The strength of the present study is the precise model parameterization based on high-quality Taiwan national data, including HIV surveillance, HIV cascade, and mortality data (provided by Taiwan CDC), vital statistics (from Ministry of Interior), and HIV-associated medical cost (based on Taiwan National Health Insurance database). Additional advantages include the use of risk/age-structured model, the use of both stochastic and deterministic modelling to yield robust conclusion, and the use of the best available estimates for key parameters, including the relative infectiousness in acute stage as well as the rate of HIV disease progression.
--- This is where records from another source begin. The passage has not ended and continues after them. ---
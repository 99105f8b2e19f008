use std::time::Duration;

use futures::future::{BoxFuture, FutureExt};
use reqwest::multipart::{Form, Part};
use reqwest::{Client, Response};
use serde::de::DeserializeOwned;
use serde::Deserialize;
use sha1::{Digest, Sha1};
use time::OffsetDateTime;
use url::Url;

use crate::config::CloudinaryConfig;
use crate::errors::{BackendError, ImageHostError};
use crate::review::HostedImage;

#[cfg(test)]
pub(crate) mod mock;

/// Every upload lands in this folder on the image host.
pub const FOLDER: &str = "travel-reviews";

pub trait Store: Send + Sync {
    /// Uploads the given image and returns where it now lives.
    fn save(&self, raw: Vec<u8>) -> BoxFuture<Result<HostedImage, BackendError>>;

    /// Deletes the image with the given handle.
    fn delete(&self, public_id: &str) -> BoxFuture<Result<(), BackendError>>;
}

/// A store that saves images to Cloudinary.
pub struct CloudinaryStore {
    client: Client,
    api_base: Url,
    cloud_name: String,
    api_key: String,
    api_secret: String,
}

impl CloudinaryStore {
    /// Creates a new instance. `timeout` bounds each request as a whole.
    pub fn new(config: &CloudinaryConfig, timeout: Duration) -> Result<Self, BackendError> {
        let client = Client::builder()
            .timeout(timeout)
            .build()
            .map_err(|source| BackendError::HttpClient { source })?;

        Ok(Self {
            client,
            api_base: config.api_base.clone(),
            cloud_name: config.cloud_name.clone(),
            api_key: config.api_key.clone(),
            api_secret: config.api_secret.clone(),
        })
    }

    fn endpoint(&self, action: &str) -> Result<Url, ImageHostError> {
        self.api_base
            .join(&format!("v1_1/{}/image/{}", self.cloud_name, action))
            .map_err(|source| ImageHostError::InvalidEndpoint { source })
    }
}

impl Store for CloudinaryStore {
    fn save(&self, raw: Vec<u8>) -> BoxFuture<Result<HostedImage, BackendError>> {
        upload(self, raw)
            .map(|r| r.map_err(|source| BackendError::UploadFailed { source }))
            .boxed()
    }

    fn delete(&self, public_id: &str) -> BoxFuture<Result<(), BackendError>> {
        destroy(self, public_id.to_owned())
            .map(|r| r.map_err(|source| BackendError::DeleteFailed { source }))
            .boxed()
    }
}

#[derive(Deserialize)]
struct UploadResponse {
    secure_url: String,
    public_id: String,
}

#[derive(Deserialize)]
struct DestroyResponse {
    result: String,
}

#[derive(Deserialize)]
struct ErrorResponse {
    error: ErrorMessage,
}

#[derive(Deserialize)]
struct ErrorMessage {
    message: String,
}

async fn upload(store: &CloudinaryStore, raw: Vec<u8>) -> Result<HostedImage, ImageHostError> {
    let url = store.endpoint("upload")?;
    let timestamp = unix_timestamp();
    let signature = sign(&[("folder", FOLDER), ("timestamp", timestamp.as_str())], &store.api_secret);

    let form = Form::new()
        .part("file", Part::bytes(raw).file_name("image"))
        .text("api_key", store.api_key.clone())
        .text("timestamp", timestamp)
        .text("folder", FOLDER)
        .text("signature", signature);

    let response = store
        .client
        .post(url)
        .multipart(form)
        .send()
        .await
        .map_err(|source| ImageHostError::Transport { source })?;

    let UploadResponse {
        secure_url,
        public_id,
    } = read_response(response).await?;

    Ok(HostedImage::new(secure_url, public_id))
}

async fn destroy(store: &CloudinaryStore, public_id: String) -> Result<(), ImageHostError> {
    let url = store.endpoint("destroy")?;
    let timestamp = unix_timestamp();
    let signature = sign(
        &[("public_id", public_id.as_str()), ("timestamp", timestamp.as_str())],
        &store.api_secret,
    );

    let params = [
        ("public_id", public_id.as_str()),
        ("api_key", store.api_key.as_str()),
        ("timestamp", timestamp.as_str()),
        ("signature", signature.as_str()),
    ];

    let response = store
        .client
        .post(url)
        .form(&params)
        .send()
        .await
        .map_err(|source| ImageHostError::Transport { source })?;

    let status = response.status().as_u16();
    let DestroyResponse { result } = read_response(response).await?;

    if result == "ok" {
        Ok(())
    } else {
        Err(ImageHostError::Remote {
            status,
            message: result,
        })
    }
}

async fn read_response<T: DeserializeOwned>(response: Response) -> Result<T, ImageHostError> {
    let status = response.status();
    let body = response
        .bytes()
        .await
        .map_err(|source| ImageHostError::Transport { source })?;

    if !status.is_success() {
        let message = serde_json::from_slice::<ErrorResponse>(&body)
            .map(|e| e.error.message)
            .unwrap_or_else(|_| String::from_utf8_lossy(&body).into_owned());

        return Err(ImageHostError::Remote {
            status: status.as_u16(),
            message,
        });
    }

    serde_json::from_slice(&body).map_err(|source| ImageHostError::MalformedResponse { source })
}

/// Signs request parameters the way the image host expects: sorted
/// `key=value` pairs joined with `&`, the secret appended, SHA-1 as
/// lowercase hex.
pub fn sign(params: &[(&str, &str)], secret: &str) -> String {
    let mut sorted = params.to_vec();
    sorted.sort_by(|a, b| a.0.cmp(b.0));

    let joined = sorted
        .iter()
        .map(|(k, v)| format!("{}={}", k, v))
        .collect::<Vec<_>>()
        .join("&");

    let mut hasher = Sha1::new();
    hasher.update(joined.as_bytes());
    hasher.update(secret.as_bytes());

    format!("{:x}", hasher.finalize())
}

fn unix_timestamp() -> String {
    OffsetDateTime::now_utc().unix_timestamp().to_string()
}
Our study is subject to several notable limitations. First, our modeling analysis does not account for the disruptive impact of the COVID-19 pandemic that emerged in 2019. Due to the absence of reliable HIV surveillance data spanning the years 2020–2022, our Taiwan MSM HIV Model was calibrated using data collected from 1990 through 2019. Consequently, projections in our counterfactual scenario relied on the epidemiological landscape of 2019, and the high-coverage PrEP program was assumed to be initiated in 2021, although a sensitivity analysis on scenario to initiate the high-coverage PrEP program in 2023 does not significantly alter the outcome. Second, while our study emphasized cost as a primary barrier to the PrEP adoption in Taiwan, we did not scrutinize other non-financial determinants that could significantly influence PrEP acceptability among Taiwan's MSM population. Factors such as distrust of health authorities and stigmatization associated with PrEP usage may pose substantial obstacles to program implementation. Third, our argument for PrEP funding was framed strictly within an economic context, drawing conclusions from cost-effectiveness analyses. However, the societal dimensions cannot be ignored; public support is pivotal, and the viability of PrEP programs could be compromised in a socio-political climate marked by citizens harboring negative perceptions of MSM
In conclusion, a high-coverage PrEP program, aiming to provide a 50% coverage rate for young, high-risk MSM is necessary, effective, and highly cost-saving to eliminate HIV in Taiwan by 2030. Our findings strongly support the broad administration of PrEP to high-risk HIV-negative MSM to achieve HIV elimination.